»»
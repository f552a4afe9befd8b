mod availability;
mod error;
mod mutations;
mod queries;
mod quote;
mod rates;
mod validate;
#[cfg(test)]
mod tests;

pub use availability::{availability, first_sold_out_night};
pub use error::EngineError;
pub use quote::{nightly_rates, quote_stay, NightQuote, Quote, QuoteError};
pub use rates::{resolve_night_rate, weekday_bit, weekday_index, NightRate};
pub(crate) use validate::now_ms;

use std::io;
use std::path::PathBuf;
use std::sync::Arc;

use dashmap::mapref::entry::Entry;
use dashmap::DashMap;
use tokio::sync::{mpsc, oneshot, RwLock};
use ulid::Ulid;

use crate::model::*;
use crate::wal::Wal;

pub type SharedRoomTypeState = Arc<RwLock<RoomTypeState>>;

// ── Group-commit WAL channel ─────────────────────────────

pub(super) enum WalCommand {
    Append {
        event: Event,
        response: oneshot::Sender<io::Result<()>>,
    },
    Compact {
        events: Vec<Event>,
        response: oneshot::Sender<io::Result<()>>,
    },
    AppendsSinceCompact {
        response: oneshot::Sender<u64>,
    },
}

/// Background task that owns the WAL and batches appends for group commit.
/// 1. Block until the first Append arrives.
/// 2. Drain all immediately available Appends into the batch.
/// 3. Single flush_sync for the whole batch, then answer every sender.
async fn wal_writer_loop(mut wal: Wal, mut rx: mpsc::Receiver<WalCommand>) {
    while let Some(cmd) = rx.recv().await {
        match cmd {
            WalCommand::Append { event, response } => {
                let mut batch = vec![(event, response)];
                let mut deferred = None;

                loop {
                    match rx.try_recv() {
                        Ok(WalCommand::Append { event, response }) => batch.push((event, response)),
                        Ok(other) => {
                            deferred = Some(other);
                            break;
                        }
                        Err(_) => break,
                    }
                }

                commit_batch(&mut wal, &mut batch);
                if let Some(other) = deferred {
                    handle_non_append(&mut wal, other);
                }
            }
            other => handle_non_append(&mut wal, other),
        }
    }
    tracing::debug!("WAL writer stopped: {}", wal.path().display());
}

fn commit_batch(wal: &mut Wal, batch: &mut Vec<(Event, oneshot::Sender<io::Result<()>>)>) {
    metrics::histogram!(crate::observability::WAL_FLUSH_BATCH_SIZE).record(batch.len() as f64);
    let flush_start = std::time::Instant::now();
    let result = flush_batch(wal, batch);
    metrics::histogram!(crate::observability::WAL_FLUSH_DURATION_SECONDS)
        .record(flush_start.elapsed().as_secs_f64());
    if let Err(e) = &result {
        tracing::error!("WAL flush of {} events failed: {e}", batch.len());
    }
    for (_, tx) in batch.drain(..) {
        let r = match &result {
            Ok(()) => Ok(()),
            Err(e) => Err(io::Error::new(e.kind(), e.to_string())),
        };
        let _ = tx.send(r);
    }
}

fn flush_batch(wal: &mut Wal, batch: &[(Event, oneshot::Sender<io::Result<()>>)]) -> io::Result<()> {
    let mut append_err: Option<io::Error> = None;
    for (event, _) in batch {
        if let Err(e) = wal.append_buffered(event) {
            append_err = Some(e);
            break;
        }
    }
    // Flush even after an append error so buffered bytes don't leak into the next batch.
    let flush_err = wal.flush_sync().err();
    match (append_err, flush_err) {
        (Some(e), _) | (None, Some(e)) => Err(e),
        (None, None) => Ok(()),
    }
}

fn handle_non_append(wal: &mut Wal, cmd: WalCommand) {
    match cmd {
        WalCommand::Compact { events, response } => {
            let result = Wal::write_compact_file(wal.path(), &events)
                .and_then(|()| wal.swap_compact_file());
            let _ = response.send(result);
        }
        WalCommand::AppendsSinceCompact { response } => {
            let _ = response.send(wal.appends_since_compact());
        }
        WalCommand::Append { .. } => unreachable!("appends are batched by the caller"),
    }
}

pub struct Engine {
    pub state: DashMap<Ulid, SharedRoomTypeState>,
    pub(super) wal_tx: mpsc::Sender<WalCommand>,
    /// Reverse lookup: rate plan / hold / booking id → room type id
    pub(super) entity_to_room_type: DashMap<Ulid, Ulid>,
    /// Mutations hold it shared from first lock to apply; compaction holds it
    /// exclusively so its snapshot and the WAL swap see every committed event.
    pub(super) commit_gate: RwLock<()>,
}

/// Apply an event to a RoomTypeState. Caller holds the write lock.
fn apply_to_room_type(rt: &mut RoomTypeState, event: &Event, entity_map: &DashMap<Ulid, Ulid>) {
    match event {
        Event::RatePlanAdded { plan } => {
            entity_map.insert(plan.id, plan.room_type_id);
            rt.insert_rate_plan(plan.clone());
        }
        Event::RatePlanRemoved { id, .. } => {
            rt.remove_rate_plan(*id);
            entity_map.remove(id);
        }
        Event::HoldPlaced {
            id,
            room_type_id,
            stay,
            total,
            expires_at,
        } => {
            rt.insert_allocation(Allocation {
                id: *id,
                stay: *stay,
                total: *total,
                kind: AllocationKind::Hold { expires_at: *expires_at },
            });
            entity_map.insert(*id, *room_type_id);
        }
        Event::BookingConfirmed {
            id,
            room_type_id,
            stay,
            total,
            label,
        } => {
            rt.insert_allocation(Allocation {
                id: *id,
                stay: *stay,
                total: *total,
                kind: AllocationKind::Booking { label: label.clone() },
            });
            entity_map.insert(*id, *room_type_id);
        }
        Event::HoldReleased { id, .. } | Event::BookingCancelled { id, .. } => {
            rt.remove_allocation(*id);
            entity_map.remove(id);
        }
        // RoomTypeCreated/Deleted are handled at the DashMap level, not here
        Event::RoomTypeCreated { .. } | Event::RoomTypeDeleted { .. } => {}
    }
}

impl Engine {
    pub fn new(wal_path: PathBuf) -> io::Result<Self> {
        let events = Wal::replay(&wal_path)?;
        let wal = Wal::open(&wal_path)?;
        let (wal_tx, wal_rx) = mpsc::channel(4096);
        tokio::spawn(wal_writer_loop(wal, wal_rx));

        let engine = Self {
            state: DashMap::new(),
            wal_tx,
            entity_to_room_type: DashMap::new(),
            commit_gate: RwLock::new(()),
        };

        // We're the sole owner of these Arcs during replay, so try_write never contends.
        // blocking_write is off-limits: this may run inside an async context.
        for event in &events {
            match event {
                Event::RoomTypeCreated { id, name, units } => {
                    let rt = RoomTypeState::new(*id, name.clone(), *units);
                    engine.state.insert(*id, Arc::new(RwLock::new(rt)));
                }
                Event::RoomTypeDeleted { id } => {
                    if let Some((_, rt)) = engine.state.remove(id)
                        && let Ok(guard) = rt.try_read()
                    {
                        engine.forget_entities(&guard);
                    }
                }
                other => {
                    if let Some(room_type_id) = other.room_type_id()
                        && let Some(entry) = engine.state.get(&room_type_id)
                    {
                        let rt = entry.clone();
                        match rt.try_write() {
                            Ok(mut guard) => apply_to_room_type(&mut guard, other, &engine.entity_to_room_type),
                            Err(_) => tracing::warn!("replay: room type {room_type_id} locked, event skipped"),
                        }
                    }
                }
            }
        }

        tracing::debug!(
            "replayed {} events into {} room types from {}",
            events.len(),
            engine.state.len(),
            wal_path.display()
        );
        Ok(engine)
    }

    /// Write event to WAL via the background group-commit writer.
    async fn wal_append(&self, event: &Event) -> Result<(), EngineError> {
        let (tx, rx) = oneshot::channel();
        self.wal_tx
            .send(WalCommand::Append {
                event: event.clone(),
                response: tx,
            })
            .await
            .map_err(|_| EngineError::WalError("WAL writer shut down".into()))?;
        rx.await
            .map_err(|_| EngineError::WalError("WAL writer dropped response".into()))?
            .map_err(|e| EngineError::WalError(e.to_string()))
    }

    pub fn get_room_type(&self, id: &Ulid) -> Option<SharedRoomTypeState> {
        self.state.get(id).map(|e| e.value().clone())
    }

    pub fn get_room_type_for_entity(&self, entity_id: &Ulid) -> Option<Ulid> {
        self.entity_to_room_type.get(entity_id).map(|e| *e.value())
    }

    /// Drop the reverse-lookup entries of everything attached to a room type.
    pub(super) fn forget_entities(&self, rt: &RoomTypeState) {
        for plan in &rt.rate_plans {
            self.entity_to_room_type.remove(&plan.id);
        }
        for allocation in &rt.allocations {
            self.entity_to_room_type.remove(&allocation.id);
        }
    }

    /// Reserve an id in the reverse map. Atomic, so concurrent inserts with
    /// the same id cannot both pass.
    pub(super) fn claim_entity(&self, id: Ulid, room_type_id: Ulid) -> Result<(), EngineError> {
        match self.entity_to_room_type.entry(id) {
            Entry::Occupied(_) => Err(EngineError::AlreadyExists(id)),
            Entry::Vacant(slot) => {
                slot.insert(room_type_id);
                Ok(())
            }
        }
    }

    /// `persist_and_apply` for an event whose id was claimed; a failed
    /// append gives the id back.
    pub(super) async fn persist_claimed(
        &self,
        id: Ulid,
        rt: &mut RoomTypeState,
        event: &Event,
    ) -> Result<(), EngineError> {
        let result = self.persist_and_apply(rt, event).await;
        if result.is_err() {
            self.entity_to_room_type.remove(&id);
        }
        result
    }

    /// WAL-append + apply in one call.
    pub(super) async fn persist_and_apply(&self, rt: &mut RoomTypeState, event: &Event) -> Result<(), EngineError> {
        self.wal_append(event).await?;
        apply_to_room_type(rt, event, &self.entity_to_room_type);
        Ok(())
    }

    /// Lookup entity → room type, get it, acquire write lock.
    pub(super) async fn resolve_entity_write(
        &self,
        entity_id: &Ulid,
    ) -> Result<(Ulid, tokio::sync::OwnedRwLockWriteGuard<RoomTypeState>), EngineError> {
        let room_type_id = self
            .get_room_type_for_entity(entity_id)
            .ok_or(EngineError::NotFound(*entity_id))?;
        let rt = self
            .get_room_type(&room_type_id)
            .ok_or(EngineError::NotFound(room_type_id))?;
        let guard = rt.write_owned().await;
        Ok((room_type_id, guard))
    }
}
««
EXERCISE DETAILS => Set down, exactly as they appear, the lines above from the first one to the line that holds "use ulid::Ulid;", both included, please, and no others.

SOLVED EXERCISE =>
repository f552a4afe9befd8b
mod availability;
mod error;
mod mutations;
mod queries;
mod quote;
mod rates;
mod validate;
#[cfg(test)]
mod tests;

pub use availability::{availability, first_sold_out_night};
pub use error::EngineError;
pub use quote::{nightly_rates, quote_stay, NightQuote, Quote, QuoteError};
pub use rates::{resolve_night_rate, weekday_bit, weekday_index, NightRate};
pub(crate) use validate::now_ms;

use std::io;
use std::path::PathBuf;
use std::sync::Arc;

use dashmap::mapref::entry::Entry;
use dashmap::DashMap;
use tokio::sync::{mpsc, oneshot, RwLock};
use ulid::Ulid;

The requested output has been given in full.